Deodorant and Sunscreen Benzene Lawsuits

Since the release of Valisure’s findings, benzene sunscreen lawsuits and benzene deodorant lawsuits have been filed throughout the U.S., all raising similar allegations that the manufactures failed to put adequate quality control measures in place that allowed consumers to be exposed to potentially cancer causing chemicals.

A recently filed Suave benzene contamination lawsuits cited Valisure’s November 2021 report, which found the Suave 24-hour Protection Powder aerosol antiperspirant contained 5.21 parts per million (ppm) of benzene, which is more than two and half times the FDA concentration limit of 2 ppm.

However, Suave has not been the only deodorant and antiperspirant manufacturer to face lawsuits. Over the last several months, Proctor & Gamble has faced multiple Secret and Old Spice benzene contamination lawsuits, raising similar allegations.

Just months prior to the deodorant lawsuits, several sunscreen cancer lawsuits were filed against Coppertone and Johnson and Johnson after elevated levels of benzene contamination were found in certain aerosol sunscreen sprays.

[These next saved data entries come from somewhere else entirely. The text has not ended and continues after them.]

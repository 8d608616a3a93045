//! Python harness executed in the sandbox process.
//!
//! Protocol: one JSON request on stdin
//! (`{"code", "entry_point", "inputs"}`), one marker-prefixed JSON line on
//! the host stdout. Anything the candidate prints is captured per example
//! and never reaches the host stdout.

use serde::{Deserialize, Serialize};

use crate::domain::models::Grid;

/// Prefix of the result line written by the harness.
pub const RESULT_MARKER: &str = "@@SEER_RESULT@@";

pub const HARNESS: &str = r#"
import ast
import contextlib
import io
import json
import sys

_HOST_STDOUT = sys.stdout
MARKER = "@@SEER_RESULT@@"


def emit(result):
    _HOST_STDOUT.write(MARKER + json.dumps(result) + "\n")
    _HOST_STDOUT.flush()


I64_MIN = -(2 ** 63)
I64_MAX = 2 ** 63 - 1


def to_cell(cell):
    if hasattr(cell, "item"):
        cell = cell.item()
    if isinstance(cell, bool):
        raise ValueError("boolean cell %r" % cell)
    if isinstance(cell, float):
        if not cell.is_integer():
            raise ValueError("non-integral cell %r" % cell)
        cell = int(cell)
    if not isinstance(cell, int):
        raise ValueError("cell %r of type %s is not an integer" % (cell, type(cell).__name__))
    if cell < I64_MIN or cell > I64_MAX:
        raise ValueError("cell %d does not fit in 64 bits" % cell)
    return cell


def to_grid(value):
    if hasattr(value, "tolist"):
        value = value.tolist()
    return [[to_cell(cell) for cell in row] for row in value]


def main():
    request = json.loads(sys.stdin.read())
    code = request["code"]
    entry = request["entry_point"]

    try:
        tree = ast.parse(code)
    except (SyntaxError, ValueError, RecursionError) as exc:
        emit({"status": "parse_error", "message": "syntax error: %s" % exc})
        return

    defined = any(
        isinstance(node, (ast.FunctionDef, ast.AsyncFunctionDef)) and node.name == entry
        for node in ast.walk(tree)
    )
    if not defined:
        emit({"status": "parse_error", "message": "%s function not found" % entry})
        return

    try:
        import numpy as np
    except ImportError:
        np = None

    namespace = {"__name__": "__candidate__"}
    capture = io.StringIO()
    try:
        with contextlib.redirect_stdout(capture):
            exec(compile(tree, "<candidate>", "exec"), namespace)
    except BaseException as exc:
        emit({
            "status": "load_error",
            "message": "%s: %s" % (type(exc).__name__, exc),
            "stdout": capture.getvalue(),
        })
        return

    fn = namespace.get(entry)
    if not callable(fn):
        emit({"status": "parse_error", "message": "%s is not a module-level function" % entry})
        return

    examples = []
    for grid in request["inputs"]:
        capture = io.StringIO()
        result = {"output": None, "error": None, "stdout": ""}
        try:
            arg = np.array(grid) if np is not None else [list(row) for row in grid]
            with contextlib.redirect_stdout(capture):
                out = fn(arg)
            if out is None:
                result["error"] = "%s returned None" % entry
            else:
                try:
                    result["output"] = to_grid(out)
                except Exception as exc:
                    result["error"] = "could not convert output to grid: %s" % exc
        except BaseException as exc:
            result["error"] = "error calling %s: %s: %s" % (entry, type(exc).__name__, exc)
        result["stdout"] = capture.getvalue()
        examples.append(result)

    emit({"status": "ok", "examples": examples})


main()
"#;

/// Request written to the harness stdin.
#[derive(Debug, Serialize)]
pub struct HarnessRequest<'a> {
    pub code: &'a str,
    pub entry_point: &'a str,
    pub inputs: Vec<&'a Grid>,
}

/// Result line emitted by the harness.
#[derive(Debug, Deserialize, PartialEq, Eq)]
#[serde(tag = "status", rename_all = "snake_case")]
pub enum HarnessResponse {
    Ok {
        examples: Vec<HarnessExample>,
    },
    ParseError {
        message: String,
    },
    /// The module body raised before the entry point could be called.
    LoadError {
        message: String,
        #[serde(default)]
        stdout: String,
    },
}

#[derive(Debug, Deserialize, PartialEq, Eq)]
pub struct HarnessExample {
    pub output: Option<Grid>,
    pub error: Option<String>,
    #[serde(default)]
    pub stdout: String,
}

/// Find and decode the last result line in the harness stdout.
pub fn parse_response(stdout: &str) -> Option<Result<HarnessResponse, serde_json::Error>> {
    stdout
        .lines()
        .rev()
        .find_map(|line| line.strip_prefix(RESULT_MARKER))
        .map(serde_json::from_str)
}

With more than eight separate Johnson & Johnson Neutrogena and Aveeno sunscreen class action lawsuits filed by October 2021, all raising similar allegations, the U.S. Judicial Panel on Multidistrict Litigation (JPML) issued a transfer order (PDF) on October 8, ordering all claims pending in federal courts nationwide will be transferred to the U.S. District Court for the Southern District of Florida, under Judge Anuraag Singhal.

In complex product liability litigation, where a large number of claims are filed throughout the federal court system by individuals who suffered similar injuries as a result of the same product, it is common for the federal court system to centralize the litigation for pretrial proceedings. However, if settlements are not reached during discovery or following a series of early “bellwether” trials, each claim may later be remanded back to the U.S. District Court where it was originally filed to go before a jury.